State how many lines of the data contain the word "Some", and write nothing besides the number.
START EXERCISE MATERIALS
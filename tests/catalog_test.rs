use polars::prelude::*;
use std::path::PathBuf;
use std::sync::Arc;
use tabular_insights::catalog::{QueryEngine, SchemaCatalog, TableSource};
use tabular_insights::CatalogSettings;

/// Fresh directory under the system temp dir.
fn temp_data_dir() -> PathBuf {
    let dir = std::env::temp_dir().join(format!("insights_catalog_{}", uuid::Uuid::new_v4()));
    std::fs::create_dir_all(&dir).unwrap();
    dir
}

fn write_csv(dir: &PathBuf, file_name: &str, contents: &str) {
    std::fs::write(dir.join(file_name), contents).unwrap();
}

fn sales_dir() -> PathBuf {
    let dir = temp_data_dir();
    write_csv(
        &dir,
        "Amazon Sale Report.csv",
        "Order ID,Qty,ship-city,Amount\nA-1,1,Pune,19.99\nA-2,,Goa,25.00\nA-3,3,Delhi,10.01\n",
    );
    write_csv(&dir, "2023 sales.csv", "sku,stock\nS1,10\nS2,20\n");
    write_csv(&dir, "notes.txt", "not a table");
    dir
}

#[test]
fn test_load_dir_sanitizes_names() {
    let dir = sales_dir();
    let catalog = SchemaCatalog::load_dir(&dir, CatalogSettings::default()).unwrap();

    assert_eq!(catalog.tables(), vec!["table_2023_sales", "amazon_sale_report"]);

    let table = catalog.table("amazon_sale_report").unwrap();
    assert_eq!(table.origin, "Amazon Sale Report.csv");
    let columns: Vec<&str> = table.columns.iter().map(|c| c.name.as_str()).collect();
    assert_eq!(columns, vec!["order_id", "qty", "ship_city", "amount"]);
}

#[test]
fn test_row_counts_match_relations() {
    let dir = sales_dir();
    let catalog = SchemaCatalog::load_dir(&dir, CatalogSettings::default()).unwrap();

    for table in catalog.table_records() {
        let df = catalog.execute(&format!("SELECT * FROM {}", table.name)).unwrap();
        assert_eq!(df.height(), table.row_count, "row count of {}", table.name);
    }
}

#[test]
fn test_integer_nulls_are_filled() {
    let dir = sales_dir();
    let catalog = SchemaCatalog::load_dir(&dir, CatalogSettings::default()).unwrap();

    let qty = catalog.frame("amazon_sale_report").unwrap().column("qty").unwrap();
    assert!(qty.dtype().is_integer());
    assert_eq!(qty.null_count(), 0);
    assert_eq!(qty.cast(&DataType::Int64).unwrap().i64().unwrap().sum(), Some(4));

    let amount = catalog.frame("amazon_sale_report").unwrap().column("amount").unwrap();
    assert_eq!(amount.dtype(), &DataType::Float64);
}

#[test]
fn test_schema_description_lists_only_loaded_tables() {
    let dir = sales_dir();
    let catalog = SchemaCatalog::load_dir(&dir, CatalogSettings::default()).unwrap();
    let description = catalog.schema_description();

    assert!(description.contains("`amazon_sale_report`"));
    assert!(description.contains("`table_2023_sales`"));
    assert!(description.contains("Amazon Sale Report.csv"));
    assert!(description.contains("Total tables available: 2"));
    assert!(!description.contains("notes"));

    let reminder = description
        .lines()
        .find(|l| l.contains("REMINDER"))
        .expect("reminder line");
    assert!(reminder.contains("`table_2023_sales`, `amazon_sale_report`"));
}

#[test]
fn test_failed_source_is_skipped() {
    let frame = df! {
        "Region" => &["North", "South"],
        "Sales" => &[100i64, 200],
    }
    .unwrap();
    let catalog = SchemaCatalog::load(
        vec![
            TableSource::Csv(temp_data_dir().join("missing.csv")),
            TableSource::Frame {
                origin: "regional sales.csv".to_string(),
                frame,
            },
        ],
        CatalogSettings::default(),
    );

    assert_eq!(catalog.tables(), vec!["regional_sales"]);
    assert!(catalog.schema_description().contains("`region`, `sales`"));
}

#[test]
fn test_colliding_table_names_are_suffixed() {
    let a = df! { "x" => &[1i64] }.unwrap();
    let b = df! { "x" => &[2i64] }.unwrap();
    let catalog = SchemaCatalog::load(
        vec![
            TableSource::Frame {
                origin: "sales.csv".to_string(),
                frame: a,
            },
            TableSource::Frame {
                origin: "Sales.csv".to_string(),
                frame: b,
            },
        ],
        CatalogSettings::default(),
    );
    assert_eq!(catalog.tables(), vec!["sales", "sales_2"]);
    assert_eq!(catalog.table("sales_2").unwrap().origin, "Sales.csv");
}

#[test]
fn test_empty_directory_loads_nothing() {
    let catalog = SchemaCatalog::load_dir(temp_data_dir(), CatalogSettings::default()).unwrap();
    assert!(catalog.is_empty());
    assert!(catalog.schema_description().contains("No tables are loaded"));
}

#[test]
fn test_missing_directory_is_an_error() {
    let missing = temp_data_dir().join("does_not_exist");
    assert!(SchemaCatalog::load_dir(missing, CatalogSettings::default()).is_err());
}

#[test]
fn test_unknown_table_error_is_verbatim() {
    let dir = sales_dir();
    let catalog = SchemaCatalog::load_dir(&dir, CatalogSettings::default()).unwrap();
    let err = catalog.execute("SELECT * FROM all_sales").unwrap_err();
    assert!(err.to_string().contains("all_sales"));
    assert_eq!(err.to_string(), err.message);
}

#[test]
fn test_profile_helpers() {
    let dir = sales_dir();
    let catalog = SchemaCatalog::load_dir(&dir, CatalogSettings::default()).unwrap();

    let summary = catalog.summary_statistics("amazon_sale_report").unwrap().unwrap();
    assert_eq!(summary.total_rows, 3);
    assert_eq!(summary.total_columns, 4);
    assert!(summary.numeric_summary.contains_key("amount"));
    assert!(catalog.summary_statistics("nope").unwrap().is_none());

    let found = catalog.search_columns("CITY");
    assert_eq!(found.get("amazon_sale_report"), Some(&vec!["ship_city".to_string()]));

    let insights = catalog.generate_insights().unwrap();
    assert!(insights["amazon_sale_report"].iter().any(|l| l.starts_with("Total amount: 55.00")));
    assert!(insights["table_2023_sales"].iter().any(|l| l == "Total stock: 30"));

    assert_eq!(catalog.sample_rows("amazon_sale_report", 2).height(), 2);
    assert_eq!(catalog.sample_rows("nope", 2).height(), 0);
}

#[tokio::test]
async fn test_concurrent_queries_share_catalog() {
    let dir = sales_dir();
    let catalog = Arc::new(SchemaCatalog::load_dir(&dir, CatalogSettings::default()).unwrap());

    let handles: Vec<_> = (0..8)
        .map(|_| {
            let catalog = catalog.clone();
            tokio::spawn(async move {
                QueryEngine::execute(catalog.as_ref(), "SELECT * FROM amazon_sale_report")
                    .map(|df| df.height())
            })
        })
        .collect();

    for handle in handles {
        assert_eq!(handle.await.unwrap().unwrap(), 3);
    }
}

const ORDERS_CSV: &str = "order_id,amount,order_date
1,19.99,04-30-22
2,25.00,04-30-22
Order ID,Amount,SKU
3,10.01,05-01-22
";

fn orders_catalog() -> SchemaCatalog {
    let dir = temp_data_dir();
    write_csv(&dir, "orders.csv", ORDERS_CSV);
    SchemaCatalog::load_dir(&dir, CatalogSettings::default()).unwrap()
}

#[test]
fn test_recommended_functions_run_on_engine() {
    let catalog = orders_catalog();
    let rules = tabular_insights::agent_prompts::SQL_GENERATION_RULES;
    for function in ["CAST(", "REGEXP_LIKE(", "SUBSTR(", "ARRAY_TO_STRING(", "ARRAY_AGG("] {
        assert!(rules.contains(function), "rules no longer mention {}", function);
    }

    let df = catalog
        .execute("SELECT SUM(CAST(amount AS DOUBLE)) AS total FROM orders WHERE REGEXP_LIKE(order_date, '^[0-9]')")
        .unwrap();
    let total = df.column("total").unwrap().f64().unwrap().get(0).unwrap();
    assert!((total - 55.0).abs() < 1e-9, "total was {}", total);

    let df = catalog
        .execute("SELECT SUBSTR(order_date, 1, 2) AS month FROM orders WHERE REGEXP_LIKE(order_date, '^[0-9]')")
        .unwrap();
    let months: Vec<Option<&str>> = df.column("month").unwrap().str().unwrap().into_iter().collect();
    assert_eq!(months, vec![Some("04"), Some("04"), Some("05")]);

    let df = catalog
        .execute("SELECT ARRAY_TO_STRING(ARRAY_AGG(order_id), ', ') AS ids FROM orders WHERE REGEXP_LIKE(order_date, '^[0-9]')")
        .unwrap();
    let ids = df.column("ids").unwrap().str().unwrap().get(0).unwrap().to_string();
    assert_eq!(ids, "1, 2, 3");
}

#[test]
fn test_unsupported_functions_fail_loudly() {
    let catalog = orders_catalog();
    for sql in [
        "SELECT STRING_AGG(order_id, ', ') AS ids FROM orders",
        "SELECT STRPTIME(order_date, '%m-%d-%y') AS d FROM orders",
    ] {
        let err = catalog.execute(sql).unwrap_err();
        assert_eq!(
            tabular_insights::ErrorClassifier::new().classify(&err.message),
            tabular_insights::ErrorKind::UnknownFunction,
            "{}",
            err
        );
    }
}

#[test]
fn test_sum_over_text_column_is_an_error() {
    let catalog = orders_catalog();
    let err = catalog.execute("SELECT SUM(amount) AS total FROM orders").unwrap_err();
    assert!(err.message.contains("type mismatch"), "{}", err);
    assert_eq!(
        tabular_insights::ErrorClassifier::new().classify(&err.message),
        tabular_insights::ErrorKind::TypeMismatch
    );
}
END EXERCISE MATERIALS
START EXERCISE MATERIALS
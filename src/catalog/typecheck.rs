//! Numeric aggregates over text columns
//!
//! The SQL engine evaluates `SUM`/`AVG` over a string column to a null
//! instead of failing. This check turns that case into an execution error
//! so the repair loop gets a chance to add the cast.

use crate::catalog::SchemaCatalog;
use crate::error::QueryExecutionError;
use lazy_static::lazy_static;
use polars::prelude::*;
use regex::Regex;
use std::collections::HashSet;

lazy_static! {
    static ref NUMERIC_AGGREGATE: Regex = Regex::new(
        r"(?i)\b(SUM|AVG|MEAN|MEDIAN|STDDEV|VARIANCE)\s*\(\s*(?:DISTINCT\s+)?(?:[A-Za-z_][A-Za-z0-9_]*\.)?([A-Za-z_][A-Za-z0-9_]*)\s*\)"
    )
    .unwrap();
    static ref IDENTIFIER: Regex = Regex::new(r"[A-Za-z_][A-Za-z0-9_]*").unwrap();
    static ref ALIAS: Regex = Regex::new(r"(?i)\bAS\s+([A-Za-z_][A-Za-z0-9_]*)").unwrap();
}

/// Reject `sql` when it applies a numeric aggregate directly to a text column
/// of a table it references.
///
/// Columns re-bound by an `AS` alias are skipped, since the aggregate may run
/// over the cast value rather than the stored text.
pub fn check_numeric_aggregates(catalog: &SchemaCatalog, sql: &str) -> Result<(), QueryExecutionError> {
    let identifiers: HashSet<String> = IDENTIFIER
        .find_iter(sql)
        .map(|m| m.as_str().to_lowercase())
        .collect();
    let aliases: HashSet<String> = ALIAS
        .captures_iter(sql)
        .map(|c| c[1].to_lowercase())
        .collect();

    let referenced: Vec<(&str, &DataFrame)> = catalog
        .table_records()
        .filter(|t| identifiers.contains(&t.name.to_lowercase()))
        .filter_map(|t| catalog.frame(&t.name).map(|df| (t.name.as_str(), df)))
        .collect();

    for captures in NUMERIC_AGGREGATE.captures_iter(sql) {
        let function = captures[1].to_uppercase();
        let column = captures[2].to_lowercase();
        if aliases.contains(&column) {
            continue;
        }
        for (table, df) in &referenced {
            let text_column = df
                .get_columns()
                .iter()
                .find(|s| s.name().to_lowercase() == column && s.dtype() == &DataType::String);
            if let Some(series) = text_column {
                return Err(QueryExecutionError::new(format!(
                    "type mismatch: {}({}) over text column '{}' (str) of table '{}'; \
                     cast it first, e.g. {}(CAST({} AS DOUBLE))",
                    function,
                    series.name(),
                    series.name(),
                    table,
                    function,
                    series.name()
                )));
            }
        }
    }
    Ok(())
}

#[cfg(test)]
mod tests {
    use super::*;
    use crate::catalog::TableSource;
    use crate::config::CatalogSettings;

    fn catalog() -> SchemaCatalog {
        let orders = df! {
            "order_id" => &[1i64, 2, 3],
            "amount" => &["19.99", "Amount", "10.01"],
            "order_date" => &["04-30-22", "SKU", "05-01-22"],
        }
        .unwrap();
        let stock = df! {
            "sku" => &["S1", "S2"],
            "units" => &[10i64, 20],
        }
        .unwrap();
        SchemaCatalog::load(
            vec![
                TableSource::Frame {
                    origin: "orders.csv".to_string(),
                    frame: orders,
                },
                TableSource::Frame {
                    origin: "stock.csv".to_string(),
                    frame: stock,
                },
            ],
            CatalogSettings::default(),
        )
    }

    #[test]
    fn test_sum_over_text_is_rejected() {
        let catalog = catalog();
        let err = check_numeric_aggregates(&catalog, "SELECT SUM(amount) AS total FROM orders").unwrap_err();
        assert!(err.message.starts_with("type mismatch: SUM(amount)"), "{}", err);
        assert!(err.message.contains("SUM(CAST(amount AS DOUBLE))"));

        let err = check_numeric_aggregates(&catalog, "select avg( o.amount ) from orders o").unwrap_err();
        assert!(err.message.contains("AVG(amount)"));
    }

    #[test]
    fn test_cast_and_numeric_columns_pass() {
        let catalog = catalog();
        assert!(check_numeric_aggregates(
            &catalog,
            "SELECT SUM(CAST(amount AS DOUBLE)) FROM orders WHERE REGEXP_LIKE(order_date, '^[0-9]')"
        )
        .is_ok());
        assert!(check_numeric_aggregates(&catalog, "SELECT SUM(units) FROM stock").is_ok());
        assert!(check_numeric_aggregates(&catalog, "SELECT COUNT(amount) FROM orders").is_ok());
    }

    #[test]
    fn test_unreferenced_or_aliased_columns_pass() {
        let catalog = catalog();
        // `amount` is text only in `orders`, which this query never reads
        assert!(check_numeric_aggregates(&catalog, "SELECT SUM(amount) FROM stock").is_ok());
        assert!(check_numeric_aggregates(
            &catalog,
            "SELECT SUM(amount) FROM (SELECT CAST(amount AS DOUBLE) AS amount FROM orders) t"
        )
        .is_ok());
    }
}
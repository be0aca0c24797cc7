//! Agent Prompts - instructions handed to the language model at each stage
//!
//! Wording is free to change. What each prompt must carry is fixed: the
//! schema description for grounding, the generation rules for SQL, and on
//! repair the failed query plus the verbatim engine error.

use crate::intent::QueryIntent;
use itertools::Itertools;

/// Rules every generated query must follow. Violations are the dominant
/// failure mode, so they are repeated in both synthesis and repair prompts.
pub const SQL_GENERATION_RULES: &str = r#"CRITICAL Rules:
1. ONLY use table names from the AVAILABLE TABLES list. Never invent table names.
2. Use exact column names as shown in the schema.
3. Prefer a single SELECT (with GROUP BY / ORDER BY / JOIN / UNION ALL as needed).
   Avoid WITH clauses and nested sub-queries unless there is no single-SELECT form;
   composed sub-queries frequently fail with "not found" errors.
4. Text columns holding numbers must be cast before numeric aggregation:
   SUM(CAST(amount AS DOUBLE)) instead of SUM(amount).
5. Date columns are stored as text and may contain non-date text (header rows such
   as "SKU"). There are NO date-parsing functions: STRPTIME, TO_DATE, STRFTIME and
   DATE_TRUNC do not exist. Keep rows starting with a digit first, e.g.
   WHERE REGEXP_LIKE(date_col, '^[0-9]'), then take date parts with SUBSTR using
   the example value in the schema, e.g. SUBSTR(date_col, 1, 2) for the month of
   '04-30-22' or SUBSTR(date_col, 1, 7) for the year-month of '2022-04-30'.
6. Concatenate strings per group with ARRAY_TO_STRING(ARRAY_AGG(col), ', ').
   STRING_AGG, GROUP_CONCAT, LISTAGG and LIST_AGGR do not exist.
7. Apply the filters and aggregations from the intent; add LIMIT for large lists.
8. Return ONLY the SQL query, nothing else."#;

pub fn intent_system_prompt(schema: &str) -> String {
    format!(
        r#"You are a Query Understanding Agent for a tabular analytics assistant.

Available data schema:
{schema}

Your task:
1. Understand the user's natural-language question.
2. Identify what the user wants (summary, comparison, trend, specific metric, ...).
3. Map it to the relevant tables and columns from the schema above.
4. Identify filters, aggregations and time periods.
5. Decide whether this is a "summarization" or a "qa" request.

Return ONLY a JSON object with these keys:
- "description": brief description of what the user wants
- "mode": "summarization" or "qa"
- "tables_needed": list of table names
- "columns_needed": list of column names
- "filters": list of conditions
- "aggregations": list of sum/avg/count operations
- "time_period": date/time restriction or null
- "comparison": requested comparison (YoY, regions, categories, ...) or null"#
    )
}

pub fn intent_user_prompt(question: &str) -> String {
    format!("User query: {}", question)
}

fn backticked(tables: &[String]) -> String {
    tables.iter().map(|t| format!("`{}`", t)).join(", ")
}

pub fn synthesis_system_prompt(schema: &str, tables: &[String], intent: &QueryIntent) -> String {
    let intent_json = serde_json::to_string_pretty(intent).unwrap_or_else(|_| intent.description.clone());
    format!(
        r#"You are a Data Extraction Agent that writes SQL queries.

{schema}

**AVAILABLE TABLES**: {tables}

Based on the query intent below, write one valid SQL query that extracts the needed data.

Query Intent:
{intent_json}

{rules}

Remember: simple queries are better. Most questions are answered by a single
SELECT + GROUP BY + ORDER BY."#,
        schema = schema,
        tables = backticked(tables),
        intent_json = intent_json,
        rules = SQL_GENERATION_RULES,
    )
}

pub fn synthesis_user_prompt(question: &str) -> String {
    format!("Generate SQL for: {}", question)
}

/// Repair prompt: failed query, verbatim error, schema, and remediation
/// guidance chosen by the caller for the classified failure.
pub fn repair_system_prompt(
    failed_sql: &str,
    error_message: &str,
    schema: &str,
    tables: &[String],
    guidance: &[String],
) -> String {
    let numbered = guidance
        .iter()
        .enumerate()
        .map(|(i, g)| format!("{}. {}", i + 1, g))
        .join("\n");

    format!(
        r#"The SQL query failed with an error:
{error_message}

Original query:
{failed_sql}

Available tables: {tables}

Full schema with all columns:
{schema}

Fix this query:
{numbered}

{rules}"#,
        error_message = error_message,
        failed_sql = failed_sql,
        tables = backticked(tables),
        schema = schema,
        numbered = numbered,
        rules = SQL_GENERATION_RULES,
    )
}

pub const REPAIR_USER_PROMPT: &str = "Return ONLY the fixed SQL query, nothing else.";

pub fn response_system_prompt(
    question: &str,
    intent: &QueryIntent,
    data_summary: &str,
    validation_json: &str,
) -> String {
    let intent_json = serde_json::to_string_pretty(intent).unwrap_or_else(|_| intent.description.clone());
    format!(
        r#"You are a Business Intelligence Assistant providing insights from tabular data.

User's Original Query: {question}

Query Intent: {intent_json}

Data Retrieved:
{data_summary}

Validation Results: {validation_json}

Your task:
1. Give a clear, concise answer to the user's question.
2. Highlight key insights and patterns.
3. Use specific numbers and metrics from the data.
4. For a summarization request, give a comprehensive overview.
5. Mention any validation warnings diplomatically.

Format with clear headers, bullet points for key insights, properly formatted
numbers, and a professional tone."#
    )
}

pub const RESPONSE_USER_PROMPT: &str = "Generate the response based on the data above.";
END EXERCISE MATERIALS
START EXERCISE MATERIALS
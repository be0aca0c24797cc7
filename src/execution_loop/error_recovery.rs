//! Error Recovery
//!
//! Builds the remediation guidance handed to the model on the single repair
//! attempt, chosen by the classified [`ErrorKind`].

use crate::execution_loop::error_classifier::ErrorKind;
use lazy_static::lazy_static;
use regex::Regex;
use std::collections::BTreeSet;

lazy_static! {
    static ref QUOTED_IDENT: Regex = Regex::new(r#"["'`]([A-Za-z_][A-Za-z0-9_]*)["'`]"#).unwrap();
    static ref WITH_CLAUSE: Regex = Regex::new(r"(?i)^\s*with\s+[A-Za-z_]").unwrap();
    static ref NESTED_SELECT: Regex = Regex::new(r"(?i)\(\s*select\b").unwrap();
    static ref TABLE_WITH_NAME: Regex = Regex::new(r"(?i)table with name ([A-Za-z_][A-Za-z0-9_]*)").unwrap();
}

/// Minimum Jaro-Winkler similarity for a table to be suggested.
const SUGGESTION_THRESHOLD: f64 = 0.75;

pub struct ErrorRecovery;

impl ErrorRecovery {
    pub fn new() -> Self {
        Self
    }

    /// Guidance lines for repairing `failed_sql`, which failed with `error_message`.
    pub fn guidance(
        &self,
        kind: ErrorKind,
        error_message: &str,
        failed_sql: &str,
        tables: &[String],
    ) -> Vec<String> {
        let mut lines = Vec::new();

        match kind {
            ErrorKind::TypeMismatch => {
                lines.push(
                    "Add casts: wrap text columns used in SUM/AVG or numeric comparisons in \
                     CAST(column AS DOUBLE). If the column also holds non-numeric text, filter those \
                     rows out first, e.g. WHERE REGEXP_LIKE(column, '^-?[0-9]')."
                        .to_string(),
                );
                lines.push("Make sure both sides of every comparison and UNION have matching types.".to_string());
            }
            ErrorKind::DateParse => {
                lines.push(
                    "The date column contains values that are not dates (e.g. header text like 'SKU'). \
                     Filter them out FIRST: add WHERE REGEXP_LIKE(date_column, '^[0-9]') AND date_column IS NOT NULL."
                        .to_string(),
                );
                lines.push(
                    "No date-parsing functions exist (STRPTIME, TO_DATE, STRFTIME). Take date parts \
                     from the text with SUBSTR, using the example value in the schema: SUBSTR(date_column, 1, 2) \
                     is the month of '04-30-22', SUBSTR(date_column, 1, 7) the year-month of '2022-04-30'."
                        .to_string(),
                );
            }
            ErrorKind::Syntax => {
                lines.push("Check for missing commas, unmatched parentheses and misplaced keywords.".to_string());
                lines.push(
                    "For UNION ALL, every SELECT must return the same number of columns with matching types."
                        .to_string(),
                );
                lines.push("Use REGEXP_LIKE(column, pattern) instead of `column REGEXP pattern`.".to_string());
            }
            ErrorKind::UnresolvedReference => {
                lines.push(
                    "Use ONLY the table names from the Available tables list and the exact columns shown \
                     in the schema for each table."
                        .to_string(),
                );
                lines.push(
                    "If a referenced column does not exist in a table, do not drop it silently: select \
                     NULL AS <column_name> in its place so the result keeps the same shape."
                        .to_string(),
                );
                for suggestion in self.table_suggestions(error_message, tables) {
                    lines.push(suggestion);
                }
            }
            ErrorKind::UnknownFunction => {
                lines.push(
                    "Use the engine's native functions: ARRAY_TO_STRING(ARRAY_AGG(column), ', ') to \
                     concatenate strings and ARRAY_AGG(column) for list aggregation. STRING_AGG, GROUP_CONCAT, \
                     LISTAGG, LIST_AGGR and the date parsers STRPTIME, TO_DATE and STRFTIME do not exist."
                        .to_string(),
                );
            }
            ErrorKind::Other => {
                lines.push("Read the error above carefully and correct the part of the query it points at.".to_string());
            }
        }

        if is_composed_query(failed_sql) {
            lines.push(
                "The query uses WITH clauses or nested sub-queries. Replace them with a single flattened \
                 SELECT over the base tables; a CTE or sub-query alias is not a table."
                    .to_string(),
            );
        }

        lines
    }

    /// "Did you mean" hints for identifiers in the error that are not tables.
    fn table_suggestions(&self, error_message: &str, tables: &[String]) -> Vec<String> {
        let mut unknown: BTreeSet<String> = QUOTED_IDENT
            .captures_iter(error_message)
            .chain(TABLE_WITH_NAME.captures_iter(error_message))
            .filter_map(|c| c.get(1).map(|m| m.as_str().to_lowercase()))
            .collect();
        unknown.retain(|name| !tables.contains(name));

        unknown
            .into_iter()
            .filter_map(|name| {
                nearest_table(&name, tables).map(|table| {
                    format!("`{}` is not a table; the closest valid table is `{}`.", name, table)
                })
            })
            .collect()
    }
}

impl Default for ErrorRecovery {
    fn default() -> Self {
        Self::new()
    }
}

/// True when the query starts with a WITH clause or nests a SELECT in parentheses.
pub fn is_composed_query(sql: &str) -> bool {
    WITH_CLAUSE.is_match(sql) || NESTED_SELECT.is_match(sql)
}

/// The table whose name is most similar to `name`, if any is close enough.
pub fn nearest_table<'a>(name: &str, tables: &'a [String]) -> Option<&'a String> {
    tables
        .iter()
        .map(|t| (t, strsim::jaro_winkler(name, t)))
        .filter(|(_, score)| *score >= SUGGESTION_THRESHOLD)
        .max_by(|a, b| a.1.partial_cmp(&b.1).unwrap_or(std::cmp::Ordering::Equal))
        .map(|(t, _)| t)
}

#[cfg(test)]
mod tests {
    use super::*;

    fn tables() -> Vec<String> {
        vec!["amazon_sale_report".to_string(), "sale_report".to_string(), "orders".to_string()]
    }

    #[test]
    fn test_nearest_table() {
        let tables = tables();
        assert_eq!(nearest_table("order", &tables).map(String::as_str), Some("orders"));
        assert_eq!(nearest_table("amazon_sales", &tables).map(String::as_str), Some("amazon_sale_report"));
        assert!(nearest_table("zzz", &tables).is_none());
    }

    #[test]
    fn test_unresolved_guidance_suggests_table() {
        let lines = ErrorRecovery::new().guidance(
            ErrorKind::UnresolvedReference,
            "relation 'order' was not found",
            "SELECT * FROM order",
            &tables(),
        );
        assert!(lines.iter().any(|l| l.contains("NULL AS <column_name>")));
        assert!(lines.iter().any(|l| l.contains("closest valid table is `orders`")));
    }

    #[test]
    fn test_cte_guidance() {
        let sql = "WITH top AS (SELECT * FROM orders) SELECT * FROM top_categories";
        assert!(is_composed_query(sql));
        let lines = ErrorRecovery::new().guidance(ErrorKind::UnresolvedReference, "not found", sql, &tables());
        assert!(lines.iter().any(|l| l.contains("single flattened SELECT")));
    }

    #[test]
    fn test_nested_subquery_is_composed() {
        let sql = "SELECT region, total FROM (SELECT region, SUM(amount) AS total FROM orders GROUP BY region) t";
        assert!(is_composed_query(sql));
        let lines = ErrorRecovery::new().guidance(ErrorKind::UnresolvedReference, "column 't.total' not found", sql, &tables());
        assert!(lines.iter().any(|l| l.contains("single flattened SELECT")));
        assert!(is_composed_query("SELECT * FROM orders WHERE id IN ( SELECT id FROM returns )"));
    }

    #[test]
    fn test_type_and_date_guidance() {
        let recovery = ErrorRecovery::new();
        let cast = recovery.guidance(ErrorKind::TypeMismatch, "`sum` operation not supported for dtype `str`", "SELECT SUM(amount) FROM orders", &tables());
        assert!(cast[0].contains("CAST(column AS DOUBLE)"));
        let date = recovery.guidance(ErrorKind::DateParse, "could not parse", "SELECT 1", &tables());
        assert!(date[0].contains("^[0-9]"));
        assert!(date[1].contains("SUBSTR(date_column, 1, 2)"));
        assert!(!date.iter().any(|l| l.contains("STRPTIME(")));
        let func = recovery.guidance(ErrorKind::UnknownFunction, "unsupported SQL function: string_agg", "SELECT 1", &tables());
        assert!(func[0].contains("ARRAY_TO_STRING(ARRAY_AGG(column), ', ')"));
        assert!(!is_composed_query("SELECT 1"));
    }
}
END EXERCISE MATERIALS
RESULT FOR THIS TASK
6